- _Required action_: From the entries below, output the line with "if !label.is_empty() &&" and each following line up to and including the line with "the fallback search.", exactly as written.

- _Collected data entries_:
- - -
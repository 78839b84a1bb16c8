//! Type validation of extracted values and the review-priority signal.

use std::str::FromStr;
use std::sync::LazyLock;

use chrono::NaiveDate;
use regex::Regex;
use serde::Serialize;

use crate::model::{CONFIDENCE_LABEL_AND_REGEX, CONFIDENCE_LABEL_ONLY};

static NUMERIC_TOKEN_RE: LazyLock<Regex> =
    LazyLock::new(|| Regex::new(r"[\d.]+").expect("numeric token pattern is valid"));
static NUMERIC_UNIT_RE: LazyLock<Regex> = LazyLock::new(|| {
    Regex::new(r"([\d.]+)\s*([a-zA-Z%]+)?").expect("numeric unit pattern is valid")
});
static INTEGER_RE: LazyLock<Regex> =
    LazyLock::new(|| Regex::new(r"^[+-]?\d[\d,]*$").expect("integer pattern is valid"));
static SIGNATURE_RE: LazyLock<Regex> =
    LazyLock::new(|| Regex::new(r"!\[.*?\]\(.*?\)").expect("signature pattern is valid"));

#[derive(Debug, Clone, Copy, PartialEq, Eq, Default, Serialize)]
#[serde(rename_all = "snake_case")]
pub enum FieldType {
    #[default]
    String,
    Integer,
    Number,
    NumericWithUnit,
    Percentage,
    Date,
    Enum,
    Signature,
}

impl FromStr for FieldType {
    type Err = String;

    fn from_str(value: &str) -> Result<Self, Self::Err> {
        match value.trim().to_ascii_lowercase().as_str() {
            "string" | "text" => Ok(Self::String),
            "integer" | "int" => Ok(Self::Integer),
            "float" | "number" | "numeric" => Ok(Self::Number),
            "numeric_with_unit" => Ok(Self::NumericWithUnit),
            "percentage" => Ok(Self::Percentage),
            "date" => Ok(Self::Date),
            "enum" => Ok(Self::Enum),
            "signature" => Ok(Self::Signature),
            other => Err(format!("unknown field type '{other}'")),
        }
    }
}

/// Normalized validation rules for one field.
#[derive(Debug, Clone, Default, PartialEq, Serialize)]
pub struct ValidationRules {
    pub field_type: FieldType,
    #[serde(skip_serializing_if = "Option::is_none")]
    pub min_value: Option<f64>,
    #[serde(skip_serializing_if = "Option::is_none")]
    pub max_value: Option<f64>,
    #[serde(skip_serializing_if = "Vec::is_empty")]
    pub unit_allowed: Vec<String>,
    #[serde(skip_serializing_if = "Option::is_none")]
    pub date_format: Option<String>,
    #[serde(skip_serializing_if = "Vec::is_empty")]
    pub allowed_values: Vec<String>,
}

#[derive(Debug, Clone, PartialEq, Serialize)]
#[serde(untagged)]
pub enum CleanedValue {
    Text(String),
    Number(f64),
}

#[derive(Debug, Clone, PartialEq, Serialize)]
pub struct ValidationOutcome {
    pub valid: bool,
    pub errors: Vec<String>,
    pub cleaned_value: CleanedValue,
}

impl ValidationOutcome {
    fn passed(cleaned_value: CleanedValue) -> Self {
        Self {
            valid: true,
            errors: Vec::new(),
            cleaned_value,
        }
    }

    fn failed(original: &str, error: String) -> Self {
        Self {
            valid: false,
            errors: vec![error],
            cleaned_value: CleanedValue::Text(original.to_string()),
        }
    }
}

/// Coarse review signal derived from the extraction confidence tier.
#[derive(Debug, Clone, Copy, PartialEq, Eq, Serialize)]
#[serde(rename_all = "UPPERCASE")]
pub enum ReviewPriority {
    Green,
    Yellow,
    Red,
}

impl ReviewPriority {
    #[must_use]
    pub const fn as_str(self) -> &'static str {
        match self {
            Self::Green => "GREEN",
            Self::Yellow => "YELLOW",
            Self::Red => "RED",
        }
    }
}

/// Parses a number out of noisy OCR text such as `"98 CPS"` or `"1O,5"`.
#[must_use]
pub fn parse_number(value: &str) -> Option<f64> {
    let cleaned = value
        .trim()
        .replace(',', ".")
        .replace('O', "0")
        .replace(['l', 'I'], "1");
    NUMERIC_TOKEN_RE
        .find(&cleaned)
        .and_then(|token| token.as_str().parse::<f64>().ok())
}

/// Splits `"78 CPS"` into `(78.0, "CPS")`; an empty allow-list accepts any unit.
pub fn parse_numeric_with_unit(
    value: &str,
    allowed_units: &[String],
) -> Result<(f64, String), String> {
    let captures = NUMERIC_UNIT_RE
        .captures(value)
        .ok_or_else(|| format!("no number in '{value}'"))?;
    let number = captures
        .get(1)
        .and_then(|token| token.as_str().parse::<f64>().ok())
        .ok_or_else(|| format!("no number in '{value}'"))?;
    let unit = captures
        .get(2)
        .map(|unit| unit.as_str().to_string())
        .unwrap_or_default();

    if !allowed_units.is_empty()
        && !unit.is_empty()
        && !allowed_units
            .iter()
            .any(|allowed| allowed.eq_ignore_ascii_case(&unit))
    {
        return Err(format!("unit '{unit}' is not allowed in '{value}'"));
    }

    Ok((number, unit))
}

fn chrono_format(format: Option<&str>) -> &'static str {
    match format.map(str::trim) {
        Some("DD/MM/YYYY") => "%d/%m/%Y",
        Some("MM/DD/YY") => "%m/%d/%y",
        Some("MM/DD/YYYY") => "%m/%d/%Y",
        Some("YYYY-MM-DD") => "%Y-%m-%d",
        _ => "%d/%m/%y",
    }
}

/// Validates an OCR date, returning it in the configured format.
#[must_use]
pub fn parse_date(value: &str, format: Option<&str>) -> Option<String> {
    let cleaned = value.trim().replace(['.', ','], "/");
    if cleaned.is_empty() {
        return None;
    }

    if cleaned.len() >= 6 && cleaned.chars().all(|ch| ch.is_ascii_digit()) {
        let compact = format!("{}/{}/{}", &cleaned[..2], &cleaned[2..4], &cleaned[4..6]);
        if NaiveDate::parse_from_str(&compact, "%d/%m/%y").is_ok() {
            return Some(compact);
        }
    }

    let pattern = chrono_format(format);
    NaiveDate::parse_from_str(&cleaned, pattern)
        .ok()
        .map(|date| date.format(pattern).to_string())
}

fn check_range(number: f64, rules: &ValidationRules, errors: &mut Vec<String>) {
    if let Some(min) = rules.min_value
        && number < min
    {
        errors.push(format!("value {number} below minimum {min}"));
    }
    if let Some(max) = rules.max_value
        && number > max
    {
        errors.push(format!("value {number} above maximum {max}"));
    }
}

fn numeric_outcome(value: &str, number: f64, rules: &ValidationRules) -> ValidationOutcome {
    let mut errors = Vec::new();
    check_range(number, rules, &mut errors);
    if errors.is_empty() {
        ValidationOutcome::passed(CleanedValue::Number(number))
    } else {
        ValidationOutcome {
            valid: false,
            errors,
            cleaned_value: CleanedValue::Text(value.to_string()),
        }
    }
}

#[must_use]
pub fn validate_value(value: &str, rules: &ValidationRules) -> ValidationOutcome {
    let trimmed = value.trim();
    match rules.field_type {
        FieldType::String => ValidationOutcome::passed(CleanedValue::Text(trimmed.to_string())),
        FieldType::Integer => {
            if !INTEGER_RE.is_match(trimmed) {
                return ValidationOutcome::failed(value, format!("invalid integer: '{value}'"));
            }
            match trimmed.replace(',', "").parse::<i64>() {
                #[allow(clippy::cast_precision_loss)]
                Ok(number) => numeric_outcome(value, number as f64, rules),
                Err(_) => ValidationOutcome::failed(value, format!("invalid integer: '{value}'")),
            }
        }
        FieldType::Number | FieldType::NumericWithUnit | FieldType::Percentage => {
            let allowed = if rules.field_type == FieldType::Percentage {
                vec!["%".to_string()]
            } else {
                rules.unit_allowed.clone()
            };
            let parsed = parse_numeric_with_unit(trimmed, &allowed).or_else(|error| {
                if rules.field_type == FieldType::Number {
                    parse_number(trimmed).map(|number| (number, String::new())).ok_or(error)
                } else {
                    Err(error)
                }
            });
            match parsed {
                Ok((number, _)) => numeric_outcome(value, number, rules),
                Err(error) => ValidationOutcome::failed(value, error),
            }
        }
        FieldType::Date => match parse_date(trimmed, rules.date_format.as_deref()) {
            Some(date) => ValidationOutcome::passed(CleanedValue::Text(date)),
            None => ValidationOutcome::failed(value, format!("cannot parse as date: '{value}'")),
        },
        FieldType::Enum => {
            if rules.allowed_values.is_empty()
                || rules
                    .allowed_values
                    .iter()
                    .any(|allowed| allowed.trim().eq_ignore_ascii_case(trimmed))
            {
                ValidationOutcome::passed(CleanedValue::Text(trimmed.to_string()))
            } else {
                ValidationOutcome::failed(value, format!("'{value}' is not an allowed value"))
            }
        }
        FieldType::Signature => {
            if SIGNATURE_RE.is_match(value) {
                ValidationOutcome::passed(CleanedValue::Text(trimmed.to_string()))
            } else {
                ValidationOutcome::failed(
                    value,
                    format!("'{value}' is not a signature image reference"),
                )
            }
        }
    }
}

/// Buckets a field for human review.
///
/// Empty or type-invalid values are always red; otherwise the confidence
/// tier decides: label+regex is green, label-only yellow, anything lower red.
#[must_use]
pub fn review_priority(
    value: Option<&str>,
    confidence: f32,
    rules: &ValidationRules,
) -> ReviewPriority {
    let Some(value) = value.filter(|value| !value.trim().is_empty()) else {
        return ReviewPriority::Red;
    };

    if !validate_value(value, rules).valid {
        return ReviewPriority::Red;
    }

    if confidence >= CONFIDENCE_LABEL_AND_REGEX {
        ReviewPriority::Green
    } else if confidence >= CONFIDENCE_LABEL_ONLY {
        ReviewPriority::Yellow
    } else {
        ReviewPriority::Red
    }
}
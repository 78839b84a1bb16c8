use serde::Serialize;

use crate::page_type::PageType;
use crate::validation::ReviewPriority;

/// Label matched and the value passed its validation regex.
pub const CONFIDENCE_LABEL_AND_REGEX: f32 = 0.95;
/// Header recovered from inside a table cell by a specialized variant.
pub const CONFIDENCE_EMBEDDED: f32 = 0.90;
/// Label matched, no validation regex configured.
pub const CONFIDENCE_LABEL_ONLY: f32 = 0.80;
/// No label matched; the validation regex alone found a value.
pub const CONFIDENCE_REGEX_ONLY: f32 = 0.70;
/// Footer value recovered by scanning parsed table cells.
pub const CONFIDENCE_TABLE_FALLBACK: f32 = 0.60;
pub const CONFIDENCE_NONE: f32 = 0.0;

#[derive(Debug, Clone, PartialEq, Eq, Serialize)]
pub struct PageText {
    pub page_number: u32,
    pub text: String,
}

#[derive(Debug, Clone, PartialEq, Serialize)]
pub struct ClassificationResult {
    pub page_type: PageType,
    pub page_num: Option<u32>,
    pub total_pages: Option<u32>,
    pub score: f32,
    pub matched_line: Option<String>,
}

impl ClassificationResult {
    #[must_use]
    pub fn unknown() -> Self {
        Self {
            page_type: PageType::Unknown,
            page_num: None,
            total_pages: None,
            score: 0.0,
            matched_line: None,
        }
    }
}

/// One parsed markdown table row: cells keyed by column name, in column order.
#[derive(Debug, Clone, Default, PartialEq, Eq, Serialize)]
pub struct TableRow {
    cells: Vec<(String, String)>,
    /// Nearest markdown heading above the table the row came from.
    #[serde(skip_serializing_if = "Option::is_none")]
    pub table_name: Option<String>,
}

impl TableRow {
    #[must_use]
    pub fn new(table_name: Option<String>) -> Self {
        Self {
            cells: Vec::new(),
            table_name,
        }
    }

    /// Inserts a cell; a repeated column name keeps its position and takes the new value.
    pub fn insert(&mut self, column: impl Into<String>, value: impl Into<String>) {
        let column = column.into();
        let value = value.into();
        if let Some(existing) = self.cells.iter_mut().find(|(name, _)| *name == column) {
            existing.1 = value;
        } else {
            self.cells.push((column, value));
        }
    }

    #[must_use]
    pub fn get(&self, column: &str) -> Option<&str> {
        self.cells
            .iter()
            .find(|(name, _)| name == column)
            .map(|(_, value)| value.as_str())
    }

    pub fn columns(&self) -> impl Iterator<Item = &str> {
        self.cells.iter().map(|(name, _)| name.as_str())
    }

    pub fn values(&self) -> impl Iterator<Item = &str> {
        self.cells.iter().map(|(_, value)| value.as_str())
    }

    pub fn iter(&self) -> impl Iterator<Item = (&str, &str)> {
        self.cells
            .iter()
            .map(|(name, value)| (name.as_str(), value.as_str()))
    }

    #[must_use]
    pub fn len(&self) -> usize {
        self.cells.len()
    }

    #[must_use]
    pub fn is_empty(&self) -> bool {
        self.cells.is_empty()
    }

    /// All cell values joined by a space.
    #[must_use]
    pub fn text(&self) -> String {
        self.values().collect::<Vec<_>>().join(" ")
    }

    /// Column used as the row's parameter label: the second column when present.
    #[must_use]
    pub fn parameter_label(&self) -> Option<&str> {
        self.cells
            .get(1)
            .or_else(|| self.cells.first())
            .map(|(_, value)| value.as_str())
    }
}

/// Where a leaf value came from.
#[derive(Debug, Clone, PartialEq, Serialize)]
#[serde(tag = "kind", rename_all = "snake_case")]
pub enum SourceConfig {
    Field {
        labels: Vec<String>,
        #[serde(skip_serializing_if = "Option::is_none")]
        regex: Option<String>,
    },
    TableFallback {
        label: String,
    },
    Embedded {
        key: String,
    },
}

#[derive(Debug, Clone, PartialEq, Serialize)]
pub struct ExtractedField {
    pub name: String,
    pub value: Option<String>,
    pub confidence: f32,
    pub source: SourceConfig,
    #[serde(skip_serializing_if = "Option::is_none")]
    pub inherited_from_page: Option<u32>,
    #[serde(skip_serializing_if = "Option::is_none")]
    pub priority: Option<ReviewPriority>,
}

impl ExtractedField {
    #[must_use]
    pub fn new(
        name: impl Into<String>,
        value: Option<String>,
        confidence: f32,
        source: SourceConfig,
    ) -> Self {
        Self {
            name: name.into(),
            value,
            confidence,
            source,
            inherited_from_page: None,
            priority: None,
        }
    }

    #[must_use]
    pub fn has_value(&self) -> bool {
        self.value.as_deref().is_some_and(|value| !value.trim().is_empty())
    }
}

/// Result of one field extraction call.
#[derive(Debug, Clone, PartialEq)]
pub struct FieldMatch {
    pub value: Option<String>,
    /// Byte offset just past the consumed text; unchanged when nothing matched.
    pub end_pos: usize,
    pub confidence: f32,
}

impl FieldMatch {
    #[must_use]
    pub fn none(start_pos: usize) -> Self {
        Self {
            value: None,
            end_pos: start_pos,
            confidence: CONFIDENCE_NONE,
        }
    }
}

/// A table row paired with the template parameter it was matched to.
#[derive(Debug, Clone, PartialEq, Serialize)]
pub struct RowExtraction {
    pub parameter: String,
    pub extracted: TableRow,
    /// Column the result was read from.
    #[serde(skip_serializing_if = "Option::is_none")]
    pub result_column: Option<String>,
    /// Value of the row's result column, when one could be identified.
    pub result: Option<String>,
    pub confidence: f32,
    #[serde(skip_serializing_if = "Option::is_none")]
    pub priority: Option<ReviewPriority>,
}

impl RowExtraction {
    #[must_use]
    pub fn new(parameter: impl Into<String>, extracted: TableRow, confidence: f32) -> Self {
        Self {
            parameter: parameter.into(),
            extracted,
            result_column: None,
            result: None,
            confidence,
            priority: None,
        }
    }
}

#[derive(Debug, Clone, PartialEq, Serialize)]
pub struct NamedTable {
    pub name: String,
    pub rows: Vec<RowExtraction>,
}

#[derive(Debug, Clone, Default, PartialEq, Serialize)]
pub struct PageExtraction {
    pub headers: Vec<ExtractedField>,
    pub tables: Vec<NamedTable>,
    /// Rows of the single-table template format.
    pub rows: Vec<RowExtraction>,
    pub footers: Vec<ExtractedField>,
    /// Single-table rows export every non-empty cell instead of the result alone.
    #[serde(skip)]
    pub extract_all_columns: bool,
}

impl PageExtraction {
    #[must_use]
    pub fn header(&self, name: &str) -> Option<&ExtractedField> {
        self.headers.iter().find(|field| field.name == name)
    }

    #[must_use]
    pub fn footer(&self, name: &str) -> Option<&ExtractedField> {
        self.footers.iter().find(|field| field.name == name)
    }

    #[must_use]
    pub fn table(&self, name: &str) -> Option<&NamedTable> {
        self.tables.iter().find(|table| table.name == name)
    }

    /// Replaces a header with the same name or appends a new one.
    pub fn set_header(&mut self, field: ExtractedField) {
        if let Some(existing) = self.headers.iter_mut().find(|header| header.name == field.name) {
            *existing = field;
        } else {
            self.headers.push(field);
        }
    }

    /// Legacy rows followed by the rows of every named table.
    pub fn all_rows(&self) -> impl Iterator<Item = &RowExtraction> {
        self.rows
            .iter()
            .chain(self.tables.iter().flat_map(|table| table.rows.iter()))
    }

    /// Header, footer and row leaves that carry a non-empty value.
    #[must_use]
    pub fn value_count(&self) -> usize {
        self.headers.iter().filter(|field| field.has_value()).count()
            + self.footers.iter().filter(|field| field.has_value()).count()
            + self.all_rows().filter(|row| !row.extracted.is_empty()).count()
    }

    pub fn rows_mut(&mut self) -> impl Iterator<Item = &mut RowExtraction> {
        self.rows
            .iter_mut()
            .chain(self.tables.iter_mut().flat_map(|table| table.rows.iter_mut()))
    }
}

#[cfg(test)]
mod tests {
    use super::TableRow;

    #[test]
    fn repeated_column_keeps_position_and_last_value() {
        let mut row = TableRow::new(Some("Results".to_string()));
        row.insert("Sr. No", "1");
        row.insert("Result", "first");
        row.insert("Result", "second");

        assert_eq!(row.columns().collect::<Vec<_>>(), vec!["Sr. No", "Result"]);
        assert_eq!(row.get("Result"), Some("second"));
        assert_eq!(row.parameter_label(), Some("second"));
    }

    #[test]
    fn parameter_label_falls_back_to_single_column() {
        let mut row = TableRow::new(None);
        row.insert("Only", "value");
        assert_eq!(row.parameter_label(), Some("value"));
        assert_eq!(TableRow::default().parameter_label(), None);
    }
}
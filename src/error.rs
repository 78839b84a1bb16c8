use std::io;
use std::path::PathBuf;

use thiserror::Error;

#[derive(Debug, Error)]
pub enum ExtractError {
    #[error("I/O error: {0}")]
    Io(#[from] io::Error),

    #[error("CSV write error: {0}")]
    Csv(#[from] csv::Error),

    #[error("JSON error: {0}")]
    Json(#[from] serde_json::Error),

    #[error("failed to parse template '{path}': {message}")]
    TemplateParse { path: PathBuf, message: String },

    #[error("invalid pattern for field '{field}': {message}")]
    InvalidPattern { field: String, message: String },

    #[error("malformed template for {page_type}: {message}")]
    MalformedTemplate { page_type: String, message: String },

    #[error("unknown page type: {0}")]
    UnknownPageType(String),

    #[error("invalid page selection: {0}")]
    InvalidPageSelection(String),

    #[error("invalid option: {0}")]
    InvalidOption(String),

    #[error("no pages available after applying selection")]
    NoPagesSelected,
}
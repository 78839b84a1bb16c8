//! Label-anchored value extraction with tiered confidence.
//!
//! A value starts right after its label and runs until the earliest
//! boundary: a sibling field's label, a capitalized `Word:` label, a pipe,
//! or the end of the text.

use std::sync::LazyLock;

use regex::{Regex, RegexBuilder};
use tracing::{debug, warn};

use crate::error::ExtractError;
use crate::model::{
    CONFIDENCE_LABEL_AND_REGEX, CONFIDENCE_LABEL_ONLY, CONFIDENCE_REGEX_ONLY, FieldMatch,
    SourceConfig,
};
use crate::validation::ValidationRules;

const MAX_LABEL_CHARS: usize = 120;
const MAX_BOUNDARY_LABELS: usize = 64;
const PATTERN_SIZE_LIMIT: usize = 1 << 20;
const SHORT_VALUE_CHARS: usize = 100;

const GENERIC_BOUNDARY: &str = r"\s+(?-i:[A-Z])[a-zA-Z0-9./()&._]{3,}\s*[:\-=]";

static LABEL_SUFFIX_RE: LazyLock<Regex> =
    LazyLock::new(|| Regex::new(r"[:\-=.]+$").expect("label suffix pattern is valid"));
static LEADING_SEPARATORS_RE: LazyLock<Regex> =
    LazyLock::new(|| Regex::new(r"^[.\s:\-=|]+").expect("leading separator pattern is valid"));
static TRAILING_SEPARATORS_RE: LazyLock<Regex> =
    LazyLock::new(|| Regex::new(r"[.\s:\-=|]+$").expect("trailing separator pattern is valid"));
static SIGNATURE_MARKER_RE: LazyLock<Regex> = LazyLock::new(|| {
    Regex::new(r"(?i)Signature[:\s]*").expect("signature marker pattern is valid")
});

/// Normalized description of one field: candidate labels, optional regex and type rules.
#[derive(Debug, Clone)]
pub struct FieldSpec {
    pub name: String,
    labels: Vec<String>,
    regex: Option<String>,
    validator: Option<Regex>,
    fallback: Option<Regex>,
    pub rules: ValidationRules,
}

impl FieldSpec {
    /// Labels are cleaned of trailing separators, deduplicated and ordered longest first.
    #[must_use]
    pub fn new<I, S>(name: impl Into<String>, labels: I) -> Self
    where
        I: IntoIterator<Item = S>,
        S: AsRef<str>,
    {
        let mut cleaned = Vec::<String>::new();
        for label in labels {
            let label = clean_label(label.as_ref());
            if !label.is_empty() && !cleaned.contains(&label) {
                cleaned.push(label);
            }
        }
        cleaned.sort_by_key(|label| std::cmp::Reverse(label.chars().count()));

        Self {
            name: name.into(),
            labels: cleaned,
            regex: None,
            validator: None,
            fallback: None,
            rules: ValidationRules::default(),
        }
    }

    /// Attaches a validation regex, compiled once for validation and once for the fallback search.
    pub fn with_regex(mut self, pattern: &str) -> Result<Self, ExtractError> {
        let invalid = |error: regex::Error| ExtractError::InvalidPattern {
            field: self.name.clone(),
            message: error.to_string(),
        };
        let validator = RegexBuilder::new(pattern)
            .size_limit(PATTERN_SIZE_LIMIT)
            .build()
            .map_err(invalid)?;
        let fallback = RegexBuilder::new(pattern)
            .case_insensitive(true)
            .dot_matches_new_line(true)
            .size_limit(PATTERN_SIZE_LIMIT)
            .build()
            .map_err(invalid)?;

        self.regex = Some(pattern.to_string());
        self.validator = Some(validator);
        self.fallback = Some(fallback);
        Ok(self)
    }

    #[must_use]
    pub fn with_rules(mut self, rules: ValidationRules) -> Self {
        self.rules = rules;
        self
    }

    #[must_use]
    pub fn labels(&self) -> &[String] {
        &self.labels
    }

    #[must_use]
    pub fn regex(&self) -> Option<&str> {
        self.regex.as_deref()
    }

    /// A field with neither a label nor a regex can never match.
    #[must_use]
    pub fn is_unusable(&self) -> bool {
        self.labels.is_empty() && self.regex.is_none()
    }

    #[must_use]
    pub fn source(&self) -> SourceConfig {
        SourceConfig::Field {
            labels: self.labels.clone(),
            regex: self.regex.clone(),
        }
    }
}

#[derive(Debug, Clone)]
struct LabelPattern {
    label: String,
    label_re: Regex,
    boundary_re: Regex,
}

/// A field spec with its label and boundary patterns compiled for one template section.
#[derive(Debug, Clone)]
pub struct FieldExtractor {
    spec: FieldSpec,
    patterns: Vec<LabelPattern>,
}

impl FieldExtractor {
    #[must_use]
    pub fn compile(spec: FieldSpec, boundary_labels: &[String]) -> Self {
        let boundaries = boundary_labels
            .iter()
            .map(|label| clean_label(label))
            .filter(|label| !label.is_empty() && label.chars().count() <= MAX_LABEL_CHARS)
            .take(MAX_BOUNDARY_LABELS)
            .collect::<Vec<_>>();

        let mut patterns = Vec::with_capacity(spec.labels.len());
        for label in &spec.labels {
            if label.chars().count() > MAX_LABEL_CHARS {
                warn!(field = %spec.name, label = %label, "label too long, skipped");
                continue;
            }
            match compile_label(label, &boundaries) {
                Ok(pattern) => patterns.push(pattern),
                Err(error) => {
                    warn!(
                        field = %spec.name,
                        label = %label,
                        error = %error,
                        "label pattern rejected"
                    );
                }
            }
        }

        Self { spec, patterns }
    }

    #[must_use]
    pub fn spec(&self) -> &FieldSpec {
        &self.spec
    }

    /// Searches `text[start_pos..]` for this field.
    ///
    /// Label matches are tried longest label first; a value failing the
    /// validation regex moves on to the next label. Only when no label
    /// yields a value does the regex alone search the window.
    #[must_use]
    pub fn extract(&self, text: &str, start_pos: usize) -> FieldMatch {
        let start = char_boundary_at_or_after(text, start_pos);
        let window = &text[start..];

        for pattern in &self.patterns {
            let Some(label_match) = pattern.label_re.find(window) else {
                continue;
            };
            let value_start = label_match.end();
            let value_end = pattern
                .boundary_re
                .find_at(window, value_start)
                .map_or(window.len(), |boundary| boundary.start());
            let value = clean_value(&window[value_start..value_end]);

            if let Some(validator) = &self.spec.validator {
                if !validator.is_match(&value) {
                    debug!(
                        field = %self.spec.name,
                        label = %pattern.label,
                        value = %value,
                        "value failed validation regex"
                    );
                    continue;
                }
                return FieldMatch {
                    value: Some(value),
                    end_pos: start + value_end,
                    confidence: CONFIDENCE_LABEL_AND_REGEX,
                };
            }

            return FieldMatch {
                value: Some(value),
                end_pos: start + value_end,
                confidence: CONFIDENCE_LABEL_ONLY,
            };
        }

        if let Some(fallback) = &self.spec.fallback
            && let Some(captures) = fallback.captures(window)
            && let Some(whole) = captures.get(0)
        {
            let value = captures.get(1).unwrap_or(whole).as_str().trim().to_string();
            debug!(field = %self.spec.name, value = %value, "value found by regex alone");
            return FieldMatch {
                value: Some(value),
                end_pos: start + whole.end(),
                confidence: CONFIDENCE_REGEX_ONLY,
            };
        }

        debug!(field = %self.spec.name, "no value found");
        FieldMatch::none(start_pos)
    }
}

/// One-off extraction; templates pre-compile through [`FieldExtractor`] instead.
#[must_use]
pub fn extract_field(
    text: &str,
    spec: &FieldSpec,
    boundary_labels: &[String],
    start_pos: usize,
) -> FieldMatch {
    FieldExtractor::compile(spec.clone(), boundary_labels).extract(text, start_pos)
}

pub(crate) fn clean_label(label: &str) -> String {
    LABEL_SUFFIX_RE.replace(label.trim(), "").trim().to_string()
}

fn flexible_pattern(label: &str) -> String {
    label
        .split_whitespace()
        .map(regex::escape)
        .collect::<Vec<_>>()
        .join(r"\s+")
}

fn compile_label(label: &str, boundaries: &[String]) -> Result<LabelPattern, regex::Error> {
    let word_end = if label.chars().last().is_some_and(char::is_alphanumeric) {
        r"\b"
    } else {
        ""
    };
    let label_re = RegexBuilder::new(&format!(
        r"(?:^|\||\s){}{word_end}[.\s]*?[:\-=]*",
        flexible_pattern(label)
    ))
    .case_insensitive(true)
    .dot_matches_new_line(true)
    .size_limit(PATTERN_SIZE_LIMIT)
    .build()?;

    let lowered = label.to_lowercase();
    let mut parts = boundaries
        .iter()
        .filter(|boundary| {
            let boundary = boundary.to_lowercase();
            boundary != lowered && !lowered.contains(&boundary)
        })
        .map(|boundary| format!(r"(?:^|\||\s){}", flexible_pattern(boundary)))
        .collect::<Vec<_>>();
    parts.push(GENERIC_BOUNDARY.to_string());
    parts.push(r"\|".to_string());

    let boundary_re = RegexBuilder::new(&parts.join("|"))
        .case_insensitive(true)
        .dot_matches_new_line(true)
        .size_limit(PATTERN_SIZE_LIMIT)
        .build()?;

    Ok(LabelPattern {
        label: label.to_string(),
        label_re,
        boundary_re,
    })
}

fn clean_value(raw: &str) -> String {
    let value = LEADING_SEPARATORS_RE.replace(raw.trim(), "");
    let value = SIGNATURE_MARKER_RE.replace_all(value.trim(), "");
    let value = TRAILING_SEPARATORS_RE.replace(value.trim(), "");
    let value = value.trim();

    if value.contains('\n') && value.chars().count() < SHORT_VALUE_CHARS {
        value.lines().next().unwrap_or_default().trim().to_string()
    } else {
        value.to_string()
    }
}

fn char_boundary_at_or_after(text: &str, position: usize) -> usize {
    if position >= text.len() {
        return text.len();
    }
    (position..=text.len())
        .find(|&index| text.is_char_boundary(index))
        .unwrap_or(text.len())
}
- - -
- _Written solution_:
            if !label.is_empty() && !cleaned.contains(&label) {
                cleaned.push(label);
            }
        }
        cleaned.sort_by_key(|label| std::cmp::Reverse(label.chars().count()));

        Self {
            name: name.into(),
            labels: cleaned,
            regex: None,
            validator: None,
            fallback: None,
            rules: ValidationRules::default(),
        }
    }

    /// Attaches a validation regex, compiled once for validation and once for the fallback search.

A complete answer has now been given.